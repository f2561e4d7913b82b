use anyhow::{Context, Result, bail};
use argscan::{DisplayOptions, Registry, RegistryError};
use serde::{Deserialize, Serialize};
use std::fs;
use std::path::{Path, PathBuf};

pub const DEFAULT_MANIFEST_NAME: &str = "argscan.json";

/// JSON description of a registry.
#[derive(Debug, Clone, Default, Serialize, Deserialize)]
#[serde(rename_all = "camelCase")]
pub struct Manifest {
    #[serde(default, skip_serializing_if = "Option::is_none")]
    pub schema_version: Option<u32>,

    #[serde(default)]
    pub name: String,

    #[serde(default, skip_serializing_if = "String::is_empty")]
    pub description: String,

    #[serde(default)]
    pub command_required: bool,

    #[serde(default, skip_serializing_if = "Option::is_none")]
    pub display: Option<DisplayOptions>,

    #[serde(default, skip_serializing_if = "Vec::is_empty")]
    pub flags: Vec<FlagEntry>,

    #[serde(default, skip_serializing_if = "Vec::is_empty")]
    pub options: Vec<OptionEntry>,

    #[serde(default, skip_serializing_if = "Vec::is_empty")]
    pub commands: Vec<CommandEntry>,
}

#[derive(Debug, Clone, Default, Serialize, Deserialize)]
#[serde(rename_all = "camelCase")]
pub struct FlagEntry {
    pub name: String,
    #[serde(default, skip_serializing_if = "String::is_empty")]
    pub help: String,
    /// Single character, e.g. `"v"`.
    #[serde(default, skip_serializing_if = "Option::is_none")]
    pub abbreviation: Option<String>,
}

#[derive(Debug, Clone, Default, Serialize, Deserialize)]
#[serde(rename_all = "camelCase")]
pub struct OptionEntry {
    pub name: String,
    #[serde(default, skip_serializing_if = "String::is_empty")]
    pub help: String,
    #[serde(default, skip_serializing_if = "Option::is_none")]
    pub abbreviation: Option<String>,
    #[serde(default, skip_serializing_if = "String::is_empty")]
    pub default: String,
    #[serde(default, skip_serializing_if = "Vec::is_empty")]
    pub allowed: Vec<String>,
}

#[derive(Debug, Clone, Default, Serialize, Deserialize)]
#[serde(rename_all = "camelCase")]
pub struct CommandEntry {
    pub name: String,
    #[serde(default, skip_serializing_if = "String::is_empty")]
    pub help: String,
}

/// A registry plus every registration error hit while building it.
///
/// A rejected abbreviation still leaves its long name registered, so the
/// registry is usable even when `problems` is non-empty.
#[derive(Debug)]
pub struct BuiltRegistry {
    pub registry: Registry,
    pub problems: Vec<RegistryError>,
}

impl Manifest {
    pub fn from_file(path: &Path) -> Result<Self> {
        let contents = fs::read_to_string(path)
            .with_context(|| format!("failed to read manifest: {}", path.display()))?;
        serde_json::from_str(&contents)
            .with_context(|| format!("failed to parse manifest JSON: {}", path.display()))
    }

    /// Register every entry in declaration order, collecting registration errors.
    pub fn build_registry(&self) -> Result<BuiltRegistry> {
        let mut registry = Registry::new(&self.name, &self.description);
        registry.set_command_required(self.command_required);
        if let Some(display) = &self.display {
            *registry.display_mut() = display.clone();
        }

        let mut problems = Vec::new();
        for flag in &self.flags {
            let abbreviation = parse_abbreviation(flag.abbreviation.as_deref(), &flag.name)?;
            if let Err(e) = registry.add_flag(&flag.name, &flag.help, abbreviation) {
                problems.push(e);
            }
        }
        for option in &self.options {
            let abbreviation = parse_abbreviation(option.abbreviation.as_deref(), &option.name)?;
            if let Err(e) = registry.add_option(
                &option.name,
                &option.help,
                abbreviation,
                &option.default,
                &option.allowed,
            ) {
                problems.push(e);
            }
        }
        for command in &self.commands {
            if let Err(e) = registry.add_command(&command.name, &command.help) {
                problems.push(e);
            }
        }

        if !problems.is_empty() {
            tracing::debug!(count = problems.len(), "manifest has registration problems");
        }
        Ok(BuiltRegistry { registry, problems })
    }

    /// Like [`Manifest::build_registry`], but any registration error is fatal.
    pub fn strict_registry(&self) -> Result<Registry> {
        let built = self.build_registry()?;
        if !built.problems.is_empty() {
            let msgs: Vec<String> = built.problems.iter().map(ToString::to_string).collect();
            bail!("invalid manifest: {}", msgs.join("; "));
        }
        Ok(built.registry)
    }
}

fn parse_abbreviation(raw: Option<&str>, owner: &str) -> Result<Option<char>> {
    let Some(raw) = raw.filter(|s| !s.is_empty()) else {
        return Ok(None);
    };
    let mut chars = raw.chars();
    match (chars.next(), chars.next()) {
        (Some(c), None) => Ok(Some(c)),
        _ => bail!("abbreviation for '{owner}' must be a single character, got '{raw}'"),
    }
}

pub fn write_default_manifest(project_dir: &Path, name: &str, overwrite: bool) -> Result<PathBuf> {
    let dest = project_dir.join(DEFAULT_MANIFEST_NAME);
    if dest.exists() && !overwrite {
        bail!("{} already exists (use --force to overwrite)", dest.display());
    }

    let manifest = Manifest {
        schema_version: Some(1),
        name: name.to_string(),
        description: "Describe your tool here".to_string(),
        command_required: false,
        display: None,
        flags: vec![FlagEntry {
            name: "verbose".to_string(),
            help: "Print more output".to_string(),
            abbreviation: Some("v".to_string()),
        }],
        options: vec![OptionEntry {
            name: "format".to_string(),
            help: "Output format".to_string(),
            abbreviation: Some("f".to_string()),
            default: "text".to_string(),
            allowed: vec!["text".to_string(), "json".to_string()],
        }],
        commands: vec![CommandEntry {
            name: "run".to_string(),
            help: "Run the tool".to_string(),
        }],
    };

    let bytes = serde_json::to_vec_pretty(&manifest).context("failed to serialize manifest")?;
    let mut out = String::from_utf8(bytes).context("manifest is not valid UTF-8")?;
    out.push('\n');

    let tmp = dest.with_extension("tmp");
    fs::write(&tmp, out.as_bytes())
        .with_context(|| format!("failed to write {}", tmp.display()))?;
    if overwrite && dest.exists() {
        fs::remove_file(&dest).with_context(|| format!("failed to remove {}", dest.display()))?;
    }
    fs::rename(&tmp, &dest)
        .with_context(|| format!("failed to move {} into place", dest.display()))?;
    Ok(dest)
}

/// Project name for `init`: the directory name, falling back to the cwd name.
pub fn guess_project_name(project_dir: &Path) -> Option<String> {
    let file_name = project_dir.file_name().and_then(|s| s.to_str());
    let direct = file_name.filter(|s| !s.is_empty() && *s != "." && *s != "..");
    if let Some(name) = direct {
        return Some(name.to_string());
    }

    let cwd = std::env::current_dir().ok()?;
    cwd.file_name()
        .and_then(|s| s.to_str())
        .filter(|s| !s.is_empty() && *s != "." && *s != "..")
        .map(|s| s.to_string())
}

....................

» REQUIRED WORK
All lines in the listing above should be written out again exactly.

» OUTPUT BELOW
repository f2561e4d7913b82b
use anyhow::{Context, Result, bail};
use argscan::{DisplayOptions, Registry, RegistryError};
use serde::{Deserialize, Serialize};
use std::fs;
use std::path::{Path, PathBuf};

pub const DEFAULT_MANIFEST_NAME: &str = "argscan.json";

/// JSON description of a registry.
#[derive(Debug, Clone, Default, Serialize, Deserialize)]
#[serde(rename_all = "camelCase")]
pub struct Manifest {
    #[serde(default, skip_serializing_if = "Option::is_none")]
    pub schema_version: Option<u32>,

    #[serde(default)]
    pub name: String,

    #[serde(default, skip_serializing_if = "String::is_empty")]
    pub description: String,

    #[serde(default)]
    pub command_required: bool,

    #[serde(default, skip_serializing_if = "Option::is_none")]
    pub display: Option<DisplayOptions>,

    #[serde(default, skip_serializing_if = "Vec::is_empty")]
    pub flags: Vec<FlagEntry>,

    #[serde(default, skip_serializing_if = "Vec::is_empty")]
    pub options: Vec<OptionEntry>,

    #[serde(default, skip_serializing_if = "Vec::is_empty")]
    pub commands: Vec<CommandEntry>,
}

#[derive(Debug, Clone, Default, Serialize, Deserialize)]
#[serde(rename_all = "camelCase")]
pub struct FlagEntry {
    pub name: String,
    #[serde(default, skip_serializing_if = "String::is_empty")]
    pub help: String,
    /// Single character, e.g. `"v"`.
    #[serde(default, skip_serializing_if = "Option::is_none")]
    pub abbreviation: Option<String>,
}

#[derive(Debug, Clone, Default, Serialize, Deserialize)]
#[serde(rename_all = "camelCase")]
pub struct OptionEntry {
    pub name: String,
    #[serde(default, skip_serializing_if = "String::is_empty")]
    pub help: String,
    #[serde(default, skip_serializing_if = "Option::is_none")]
    pub abbreviation: Option<String>,
    #[serde(default, skip_serializing_if = "String::is_empty")]
    pub default: String,
    #[serde(default, skip_serializing_if = "Vec::is_empty")]
    pub allowed: Vec<String>,
}

#[derive(Debug, Clone, Default, Serialize, Deserialize)]
#[serde(rename_all = "camelCase")]
pub struct CommandEntry {
    pub name: String,
    #[serde(default, skip_serializing_if = "String::is_empty")]
    pub help: String,
}

/// A registry plus every registration error hit while building it.
///
/// A rejected abbreviation still leaves its long name registered, so the
/// registry is usable even when `problems` is non-empty.
#[derive(Debug)]
pub struct BuiltRegistry {
    pub registry: Registry,
    pub problems: Vec<RegistryError>,
}

impl Manifest {
    pub fn from_file(path: &Path) -> Result<Self> {
        let contents = fs::read_to_string(path)
            .with_context(|| format!("failed to read manifest: {}", path.display()))?;
        serde_json::from_str(&contents)
            .with_context(|| format!("failed to parse manifest JSON: {}", path.display()))
    }

    /// Register every entry in declaration order, collecting registration errors.
    pub fn build_registry(&self) -> Result<BuiltRegistry> {
        let mut registry = Registry::new(&self.name, &self.description);
        registry.set_command_required(self.command_required);
        if let Some(display) = &self.display {
            *registry.display_mut() = display.clone();
        }

        let mut problems = Vec::new();
        for flag in &self.flags {
            let abbreviation = parse_abbreviation(flag.abbreviation.as_deref(), &flag.name)?;
            if let Err(e) = registry.add_flag(&flag.name, &flag.help, abbreviation) {
                problems.push(e);
            }
        }
        for option in &self.options {
            let abbreviation = parse_abbreviation(option.abbreviation.as_deref(), &option.name)?;
            if let Err(e) = registry.add_option(
                &option.name,
                &option.help,
                abbreviation,
                &option.default,
                &option.allowed,
            ) {
                problems.push(e);
            }
        }
        for command in &self.commands {
            if let Err(e) = registry.add_command(&command.name, &command.help) {
                problems.push(e);
            }
        }

        if !problems.is_empty() {
            tracing::debug!(count = problems.len(), "manifest has registration problems");
        }
        Ok(BuiltRegistry { registry, problems })
    }

    /// Like [`Manifest::build_registry`], but any registration error is fatal.
    pub fn strict_registry(&self) -> Result<Registry> {
        let built = self.build_registry()?;
        if !built.problems.is_empty() {
            let msgs: Vec<String> = built.problems.iter().map(ToString::to_string).collect();
            bail!("invalid manifest: {}", msgs.join("; "));
        }
        Ok(built.registry)
    }
}

fn parse_abbreviation(raw: Option<&str>, owner: &str) -> Result<Option<char>> {
    let Some(raw) = raw.filter(|s| !s.is_empty()) else {
        return Ok(None);
    };
    let mut chars = raw.chars();
    match (chars.next(), chars.next()) {
        (Some(c), None) => Ok(Some(c)),
        _ => bail!("abbreviation for '{owner}' must be a single character, got '{raw}'"),
    }
}

pub fn write_default_manifest(project_dir: &Path, name: &str, overwrite: bool) -> Result<PathBuf> {
    let dest = project_dir.join(DEFAULT_MANIFEST_NAME);
    if dest.exists() && !overwrite {
        bail!("{} already exists (use --force to overwrite)", dest.display());
    }

    let manifest = Manifest {
        schema_version: Some(1),
        name: name.to_string(),
        description: "Describe your tool here".to_string(),
        command_required: false,
        display: None,
        flags: vec![FlagEntry {
            name: "verbose".to_string(),
            help: "Print more output".to_string(),
            abbreviation: Some("v".to_string()),
        }],
        options: vec![OptionEntry {
            name: "format".to_string(),
            help: "Output format".to_string(),
            abbreviation: Some("f".to_string()),
            default: "text".to_string(),
            allowed: vec!["text".to_string(), "json".to_string()],
        }],
        commands: vec![CommandEntry {
            name: "run".to_string(),
            help: "Run the tool".to_string(),
        }],
    };

    let bytes = serde_json::to_vec_pretty(&manifest).context("failed to serialize manifest")?;
    let mut out = String::from_utf8(bytes).context("manifest is not valid UTF-8")?;
    out.push('\n');

    let tmp = dest.with_extension("tmp");
    fs::write(&tmp, out.as_bytes())
        .with_context(|| format!("failed to write {}", tmp.display()))?;
    if overwrite && dest.exists() {
        fs::remove_file(&dest).with_context(|| format!("failed to remove {}", dest.display()))?;
    }
    fs::rename(&tmp, &dest)
        .with_context(|| format!("failed to move {} into place", dest.display()))?;
    Ok(dest)
}

/// Project name for `init`: the directory name, falling back to the cwd name.
pub fn guess_project_name(project_dir: &Path) -> Option<String> {
    let file_name = project_dir.file_name().and_then(|s| s.to_str());
    let direct = file_name.filter(|s| !s.is_empty() && *s != "." && *s != "..");
    if let Some(name) = direct {
        return Some(name.to_string());
    }

    let cwd = std::env::current_dir().ok()?;
    cwd.file_name()
        .and_then(|s| s.to_str())
        .filter(|s| !s.is_empty() && *s != "." && *s != "..")
        .map(|s| s.to_string())
}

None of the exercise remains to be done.